Numa das salas da exposição (vimos no CCBB da Praça da Liberdade!), vários quadros estavam sendo exibidos. Pois é, arte desse tipo que eu olho e fico "Ok, um quadro". Aquarela, óleo sobre tela, essas coisas. Eu não estava entendendo muita coisa, como sempre. Eram no geral pinturas retratando janelas coloridas e até aí tudo bem. Em algum lugar por lá estava escrito que a Nise pedia autorização para tirar alguns pacientes das alas e levar para o ateliê dela, para passarem o tempo pintando o que quisessem, uma espécie de terapia através da arte. O ateliê dela tinha um janelão, daí esse tanto de janela, a maioria dos pacientes pintava o que estavam vendo.


Lá estava o quadro do Emygdio de Barros, mais uma janela psicodélica, bem bonito até. Mas foi a notinha com uma fala da Nise ao lado do quadro que me quebrou:

"Eu o trouxe porque já faz dias que, quando vou buscar os outros que têm autorização, noto no canto do olho deste a vontade de vir também. Diante disso, baixei a cabeça. Saber ler no canto do olho de um esquizofrênico não é para qualquer pessoa, não. Nem psiquiatra, nem psicólogo, nem sábio de qualquer espécie. Em seguida, procurei o psiquiatra do Emygdio para dar uma satisfação da vinda dele para o meu ateliê. E ele me disse: – Se quiser autorização, eu dou, mas não adianta nada porque ele já está há 23 anos internado, em estado de decadência psicológica muito profunda, e não vai fazer nada que preste"

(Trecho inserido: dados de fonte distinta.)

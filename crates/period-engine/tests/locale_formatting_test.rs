//! Locale tables for format_date and format_intl, English against French.

use chrono::{NaiveDate, NaiveDateTime};
use period_engine::token::{DateStyle, DateToken as T};
use period_engine::{
    format_date, format_intl, DayOfWeek, FormatDateOptions, IntlOptions, OrdinalSuffixes,
    PeriodType, Settings, Variant,
};

/// UTC-4 all year.
fn settings() -> Settings {
    Settings::default().with_timezone("Etc/GMT+4").unwrap()
}

fn fr_suffixes() -> OrdinalSuffixes {
    OrdinalSuffixes::new("er", "", "", "")
}

fn options(locale: &str, variant: Variant) -> FormatDateOptions {
    FormatDateOptions::variant(variant)
        .with_locale(locale)
        .with_ordinal_suffixes("fr", fr_suffixes())
}

/// Render `date` for `period` in en and fr.
fn both(date: impl Into<String>, period: PeriodType, variant: Variant) -> (String, String) {
    let date = date.into();
    let s = settings();
    (
        format_date(&s, date.as_str(), Some(period), &options("en", variant)),
        format_date(&s, date.as_str(), Some(period), &options("fr", variant)),
    )
}

fn intl_both(
    date: NaiveDateTime,
    format: impl Into<period_engine::DateFormat> + Clone,
) -> (String, String) {
    let s = settings();
    (
        format_intl(&s, date, format.clone(), &options("en", Variant::Default)),
        format_intl(&s, date, format, &options("fr", Variant::Default)),
    )
}

fn pair(en: &str, fr: &str) -> (String, String) {
    (en.to_string(), fr.to_string())
}

fn at(y: i32, m: u32, d: u32, h: u32, min: u32, s: u32, ms: u32) -> NaiveDateTime {
    NaiveDate::from_ymd_opt(y, m, d)
        .unwrap()
        .and_hms_milli_opt(h, min, s, ms)
        .unwrap()
}

const NOV_21: &str = "2023-11-21T00:00:00";
const MAR_7_PM: &str = "2023-03-07T14:02:03.004";

// ── format_date ─────────────────────────────────────────────────────────────

#[test]
fn test_missing_and_invalid_dates_render_empty() {
    let s = settings();
    let opts = FormatDateOptions::default();
    assert_eq!(format_date(&s, None::<&str>, Some(PeriodType::Day), &opts), "");
    assert_eq!(format_date(&s, "invalid date", Some(PeriodType::Day), &opts), "");
    assert_eq!(format_date(&s, "invalid date", None, &opts), "");
}

#[test]
fn test_no_period_type_is_iso_with_offset() {
    let text = format_date(&settings(), NOV_21, None, &FormatDateOptions::default());
    assert_eq!(text, "2023-11-21T00:00:00-04:00");
}

#[test]
fn test_day() {
    assert_eq!(both(NOV_21, PeriodType::Day, Variant::Short), pair("11/21", "21/11"));
    assert_eq!(both(NOV_21, PeriodType::Day, Variant::Default), pair("Nov 21", "21 nov."));
    assert_eq!(
        both(NOV_21, PeriodType::Day, Variant::Long),
        pair("Nov 21, 2023", "21 nov. 2023")
    );
}

#[test]
fn test_day_time() {
    assert_eq!(
        both(MAR_7_PM, PeriodType::DayTime, Variant::Short),
        pair("3/7/2023, 2:02 PM", "07/03/2023 14:02")
    );
    assert_eq!(
        both(MAR_7_PM, PeriodType::DayTime, Variant::Default),
        pair("3/7/2023, 02:02 PM", "07/03/2023 14:02")
    );
    assert_eq!(
        both(MAR_7_PM, PeriodType::DayTime, Variant::Long),
        pair("3/7/2023, 02:02:03 PM", "07/03/2023 14:02:03")
    );
}

#[test]
fn test_time_only() {
    assert_eq!(
        both(MAR_7_PM, PeriodType::TimeOnly, Variant::Short),
        pair("2:02 PM", "14:02")
    );
    assert_eq!(
        both(MAR_7_PM, PeriodType::TimeOnly, Variant::Default),
        pair("02:02:03 PM", "14:02:03")
    );
    assert_eq!(
        both(MAR_7_PM, PeriodType::TimeOnly, Variant::Long),
        pair("02:02:03.004 PM", "14:02:03,004")
    );
}

#[test]
fn test_week_with_default_week_start() {
    assert_eq!(
        both(NOV_21, PeriodType::Week, Variant::Short),
        pair("11/19 - 11/25", "19/11 - 25/11")
    );
    assert_eq!(
        both(NOV_21, PeriodType::Week, Variant::Default),
        pair("11/19/2023 - 11/25/2023", "19/11/2023 - 25/11/2023")
    );
    assert_eq!(
        both(NOV_21, PeriodType::Week, Variant::Long),
        pair("11/19/2023 - 11/25/2023", "19/11/2023 - 25/11/2023")
    );
}

#[test]
fn test_week_with_monday_from_settings() {
    let s = settings().with_week_start(DayOfWeek::Monday);
    let opts = options("en", Variant::Short);
    assert_eq!(format_date(&s, NOV_21, Some(PeriodType::Week), &opts), "11/20 - 11/26");
}

#[test]
fn test_fixed_week_periods() {
    assert_eq!(
        both(NOV_21, PeriodType::WeekSun, Variant::Short),
        pair("11/19 - 11/25", "19/11 - 25/11")
    );
    assert_eq!(
        both(NOV_21, PeriodType::WeekSun, Variant::Long),
        pair("11/19/2023 - 11/25/2023", "19/11/2023 - 25/11/2023")
    );
    assert_eq!(
        both(NOV_21, PeriodType::WeekMon, Variant::Short),
        pair("11/20 - 11/26", "20/11 - 26/11")
    );
    assert_eq!(
        both(NOV_21, PeriodType::WeekMon, Variant::Long),
        pair("11/20/2023 - 11/26/2023", "20/11/2023 - 26/11/2023")
    );
}

#[test]
fn test_biweek_periods() {
    assert_eq!(
        both(NOV_21, PeriodType::BiWeek1Sun, Variant::Short),
        pair("11/12 - 11/25", "12/11 - 25/11")
    );
    assert_eq!(
        both(NOV_21, PeriodType::BiWeek1Sun, Variant::Long),
        pair("11/12/2023 - 11/25/2023", "12/11/2023 - 25/11/2023")
    );
    // The second cycle is offset by one week.
    assert_eq!(
        both(NOV_21, PeriodType::BiWeek2Sun, Variant::Short),
        pair("11/19 - 12/2", "19/11 - 02/12")
    );
}

#[test]
fn test_month() {
    assert_eq!(both(NOV_21, PeriodType::Month, Variant::Short), pair("Nov", "nov."));
    assert_eq!(both(NOV_21, PeriodType::Month, Variant::Default), pair("November", "novembre"));
    assert_eq!(both(NOV_21, PeriodType::Month, Variant::Long), pair("November", "novembre"));
}

#[test]
fn test_month_year() {
    assert_eq!(both(NOV_21, PeriodType::MonthYear, Variant::Short), pair("Nov 23", "nov. 23"));
    assert_eq!(
        both(NOV_21, PeriodType::MonthYear, Variant::Default),
        pair("November 2023", "novembre 2023")
    );
}

#[test]
fn test_quarter() {
    assert_eq!(
        both(NOV_21, PeriodType::Quarter, Variant::Short),
        pair("Oct - Dec 23", "oct. - déc. 23")
    );
    assert_eq!(
        both(NOV_21, PeriodType::Quarter, Variant::Default),
        pair("October - December 2023", "octobre - décembre 2023")
    );
    assert_eq!(
        both(NOV_21, PeriodType::Quarter, Variant::Long),
        pair("October - December 2023", "octobre - décembre 2023")
    );
}

#[test]
fn test_calendar_and_fiscal_year() {
    assert_eq!(both(NOV_21, PeriodType::CalendarYear, Variant::Short), pair("23", "23"));
    assert_eq!(both(NOV_21, PeriodType::CalendarYear, Variant::Long), pair("2023", "2023"));
    assert_eq!(both(NOV_21, PeriodType::FiscalYearOctober, Variant::Short), pair("24", "24"));
    assert_eq!(
        both(NOV_21, PeriodType::FiscalYearOctober, Variant::Default),
        pair("2024", "2024")
    );
}

#[test]
fn test_offset_input_lands_in_settings_timezone() {
    // 02:00 UTC on the 19th is still the 18th (a Saturday) at UTC-4.
    let (en, _) = both("2023-11-19T02:00:00Z", PeriodType::Day, Variant::Long);
    assert_eq!(en, "Nov 18, 2023");
}

// ── format_intl ─────────────────────────────────────────────────────────────

#[test]
fn test_intl_numeric_patterns() {
    let mar_7 = at(2023, 3, 7, 0, 0, 0, 0);
    let nov_7 = at(2023, 11, 7, 0, 0, 0, 0);
    let nov_21 = at(2023, 11, 21, 0, 0, 0, 0);

    assert_eq!(intl_both(mar_7, "MM/dd/yyyy"), pair("03/07/2023", "07/03/2023"));
    assert_eq!(intl_both(nov_21, "M/d/yyyy"), pair("11/21/2023", "21/11/2023"));
    assert_eq!(intl_both(nov_7, "M/d/yyyy"), pair("11/7/2023", "07/11/2023"));
    assert_eq!(intl_both(nov_7, "M/dd/yyyy"), pair("11/07/2023", "07/11/2023"));
    assert_eq!(intl_both(mar_7, "M/d/yyyy"), pair("3/7/2023", "07/03/2023"));
    assert_eq!(intl_both(mar_7, "MM/d/yyyy"), pair("03/7/2023", "7/03/2023"));
}

#[test]
fn test_intl_ordinal_pattern() {
    assert_eq!(
        intl_both(at(2023, 11, 7, 0, 0, 0, 0), "MMM do, yyyy"),
        pair("Nov 7th, 2023", "7 nov. 2023")
    );
    assert_eq!(
        intl_both(at(2023, 3, 7, 0, 0, 0, 0), "MMM do, yyyy"),
        pair("Mar 7th, 2023", "7 mars 2023")
    );
    assert_eq!(
        intl_both(at(2023, 11, 1, 0, 0, 0, 0), "MMM do, yyyy"),
        pair("Nov 1st, 2023", "1er nov. 2023")
    );
}

#[test]
fn test_intl_date_styles() {
    let nov_21 = at(2023, 11, 21, 0, 0, 0, 0);
    let style = IntlOptions::date_style;

    assert_eq!(
        intl_both(nov_21, style(DateStyle::Full)),
        pair("Tuesday, November 21, 2023", "mardi 21 novembre 2023")
    );
    assert_eq!(
        intl_both(nov_21, style(DateStyle::Long)),
        pair("November 21, 2023", "21 novembre 2023")
    );
    assert_eq!(
        intl_both(nov_21, style(DateStyle::Medium)),
        pair("Nov 21, 2023", "21 nov. 2023")
    );
    assert_eq!(
        intl_both(nov_21, style(DateStyle::Medium).with_ordinal()),
        pair("Nov 21st, 2023", "21 nov. 2023")
    );
    assert_eq!(
        intl_both(nov_21, style(DateStyle::Short)),
        pair("11/21/23", "21/11/2023")
    );
    assert_eq!(
        intl_both(at(2023, 3, 7, 0, 0, 0, 0), style(DateStyle::Short)),
        pair("3/7/23", "07/03/2023")
    );
}

#[test]
fn test_intl_time_tokens() {
    let pm = at(2023, 3, 7, 14, 2, 3, 4);
    let am = at(2023, 3, 7, 1, 2, 3, 4);

    assert_eq!(intl_both(pm, [T::HourNumeric, T::MinuteNumeric]), pair("2:02 PM", "14:02"));
    assert_eq!(intl_both(am, [T::HourNumeric, T::MinuteNumeric]), pair("1:02 AM", "01:02"));
    assert_eq!(
        intl_both(am, [T::HourNumeric, T::MinuteNumeric, T::HourWithAmPm]),
        pair("1:02 AM", "1:02 AM")
    );
    assert_eq!(
        intl_both(am, [T::Hour2Digit, T::Minute2Digit, T::HourWithoutAmPm]),
        pair("01:02", "01:02")
    );
    assert_eq!(
        intl_both(am, [T::HourNumeric, T::MinuteNumeric, T::SecondNumeric]),
        pair("1:02:03 AM", "01:02:03")
    );
    assert_eq!(
        intl_both(
            am,
            [T::HourNumeric, T::MinuteNumeric, T::SecondNumeric, T::Millisecond3]
        ),
        pair("1:02:03.004 AM", "01:02:03,004")
    );
}

#[test]
fn test_intl_invalid_input_renders_empty() {
    let s = settings();
    let opts = FormatDateOptions::default();
    assert_eq!(format_intl(&s, None::<&str>, "MM/dd/yyyy", &opts), "");
    assert_eq!(format_intl(&s, "invalid date", "MM/dd/yyyy", &opts), "");
}

#[test]
fn test_unknown_locale_falls_back_to_english() {
    let s = settings();
    let opts = FormatDateOptions::default().with_locale("xx-YY");
    assert_eq!(format_intl(&s, at(2023, 11, 21, 0, 0, 0, 0), "MMM d, yyyy", &opts), "Nov 21, 2023");
}

#[test]
fn test_settings_ordinal_suffixes_apply_without_options() {
    let s = Settings::from_json(
        r#"{"locale": "fr", "ordinalSuffixes": {"fr": {"one": "er", "two": "", "few": "", "other": ""}}}"#,
    )
    .unwrap();
    let options = FormatDateOptions::default();
    let text = format_intl(&s, at(2023, 11, 1, 0, 0, 0, 0), "do MMMM", &options);
    assert_eq!(text, "1er novembre");
}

E daí o homem se transformou num dos gênios da pintura brasileira??? Gente, eu fiquei DESTRUÍDO. O quadro agora tinha todo um significado que eu não estava vendo antes. O quadro era praticamente um MILAGRE. O Emygdio de Barros internado há décadas, a galera tratando como se ele fosse uma pessoa sem valor nenhum, não dando nada por ele, só Deus sabe o que esse homem sofreu, pra chegar a Nise e dar uma chance. O quadro me deixou pensando tanta coisa! Imagina quanta gente talentosa deve existir por aí, mas NUNCA será descoberta. Imagina quantas pessoas só precisam de 1 chance, literalmente UMA, para revelar uma arte simplesmente necessária. A melhor escritora pode ser uma mulher que nunca publicou um livro. O melhor cantor pode ser um homem que nunca subiu num palco. A melhor bailarina é uma garota que nesse momento está trabalhando numa fábrica para levar comida para dentro de casa. O melhor comediante é um senhor muito feliz internado num hospital. É extremamente triste.

Em algum momento ali encarando o quadro do Emygdio, eu chorei.

Ainda não sei dizer se todo quadro tem uma história, mas às vezes eles dão com ela bem no meio da nossa cara.

***

BH é uma cidade belíssima, recomendo.